2021年11月1日 07:00
東西の俳優たちが顔をそろえる歌舞伎座『吉例顔見世大歌舞伎』が開幕
今年も顔見世のシーズンがやってきた。東西の俳優たちが顔をそろえる吉例顔見世大歌舞伎が開幕した。
第一部の一幕目は『神の鳥(こうのとり)』。時は室町時代。有力な守護大名の赤松満祐の天下掌握を祈願する宴に、神の使いとされる霊鳥が生贄として献上される。そこへ突然ふたりの狂言師が現れ舞い踊る。近畿地方最古の芝居小屋・出石永楽館で、2014年に初演された舞踊劇の歌舞伎座版だ。ぶっ返りや早替りなど、歌舞伎らしい見どころもたっぷり。
二幕目は『井伊大老(いいたいろう)』。北條秀司作の新歌舞伎。近代日本の夜明け間近、国難に立ち向かった大老・井伊直弼。しかしその独裁的なやり方に反対する人々からは非難されていた。桜田門外の変の前夜を叙情豊かに描く。直弼を支え続けたお静との情愛あふれるやり取りなど、井伊直弼の人間性を浮き彫りにする名品。

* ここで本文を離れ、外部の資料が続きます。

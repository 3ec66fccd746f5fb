//! Entitlement set API operations

use log::debug;

use crate::config::api;
use crate::error::Result;
use crate::hcp::traits::ApiResponse;
use crate::hcp::TfeClient;

use super::models::{EntitlementSet, EntitlementSetResource};

impl TfeClient {
    /// Fetch the entitlement set of the configured organization
    ///
    /// `GET /organizations/:org/entitlement-set`. Not gated itself, since the
    /// gate needs its result.
    pub async fn get_entitlement_set(&self) -> Result<EntitlementSet> {
        let org = self.organization();
        let url = format!(
            "{}/{}/{}/{}",
            self.base_url(),
            api::ORGANIZATIONS,
            urlencoding::encode(org),
            api::ENTITLEMENT_SET
        );
        debug!("Fetching entitlement set from: {}", url);

        let response: ApiResponse<EntitlementSetResource> = self
            .send_json(
                self.get(&url),
                &format!("fetch entitlements for organization '{}'", org),
            )
            .await?;

        Ok(EntitlementSet::from_resource(org, &response.data))
    }
}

第二部の一幕目は十世坂東三津五郎七回忌追善狂言『寿曽我対面(ことぶきそがのたいめん)』。歌舞伎の様式美がちりばめられた一幕だ。
富士の巻狩りの総奉行である工藤祐経の館に、大勢の大名たちが招かれている。そこへ小林朝比奈の手引きにより曽我十郎と五郎の兄弟がやってきた。工藤は二人の父親は18年前に討った仇。